Condamnation de Mme Marine Le Pen
Question de :
M. Sébastien Chenu
Nord (19e circonscription) - Rassemblement National
Question posée en séance, et publiée le 2 avril 2025
CONDAMNATION DE MME MARINE LE PEN
Mme la présidente . La parole est à M. Sébastien Chenu.
M. Sébastien Chenu . Dans le classement de l'indice de démocratie établi par le journal britannique The Economist, la France est coincée entre le Botswana et le Chili, et ce n'est pas demain qu'elle gagnera des places !
M. Erwan Balanant . Pas avec vous au pouvoir, c'est sûr !

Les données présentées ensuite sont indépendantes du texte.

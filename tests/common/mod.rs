#![allow(dead_code)]

use std::path::Path;

pub type TestResult = Result<(), Box<dyn std::error::Error>>;

/// Names in `names` that start with `prefix`.
pub fn with_prefix<'a>(names: &'a [String], prefix: &str) -> Vec<&'a str> {
    names
        .iter()
        .filter(|n| n.starts_with(prefix))
        .map(String::as_str)
        .collect()
}

/// `path` as a `&Path`, for readable assertions on recorded invocations.
pub fn p(path: &str) -> &Path {
    Path::new(path)
}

M. Sébastien Chenu . Toujours selon la presse britannique, « la justice s'est immiscée de façon dramatique dans la campagne présidentielle française ». Le journal espagnol El País a souligné l'état malsain de la démocratie française, emboîtant le pas à La Tribune de Genève, pour laquelle exclure Marine Le Pen de la présidentielle « ne sert ni la loi ni la démocratie ».
Mme Ayda Hadizadeh . Retournez plutôt emprunter aux Russes !
M. Sébastien Chenu . En laissant s'abîmer notre État de droit, la France, seul pays où il faut avoir perdu les élections pour gouverner, s'abîme sur la scène internationale.
Craignant le jugement du peuple, certains se rassurent en s'appuyant sur celui de magistrats politisés. (Exclamations sur les bancs des groupes LFI-NFP, SOC, EcoS et GDR.)
M. François Cormier-Bouligeon . Rendez plutôt l'argent !
M. Sébastien Chenu . La France est observée par le monde entier. Les dirigeants des démocraties authentiques et les peuples du monde nous disent : « On vous voit, on vous regarde. » (Applaudissements sur les bancs des groupes RN et UDR. – Exclamations sur les bancs des groupes LFI-NFP, SOC et EcoS.) Vous qui parlez à Tebboune et à al-Charaa, vous acceptez qu'on piétine ici notre État de droit. Vous qui aimez tant donner des leçons de morale au monde entier, comment défendrez-vous demain Navalny ou Imamoglu, l'opposant d'Erdogan, quand vous acceptez ici que le peuple ne puisse ni choisir, ni voter pour la candidate du peuple, Marine Le Pen ? (Applaudissements sur les bancs des groupes RN et UDR.)
M. Benjamin Lucas-Lundy . Quelle honte, ces comparaisons !
Mme Ayda Hadizadeh . Vous avez été pris la main dans le sac !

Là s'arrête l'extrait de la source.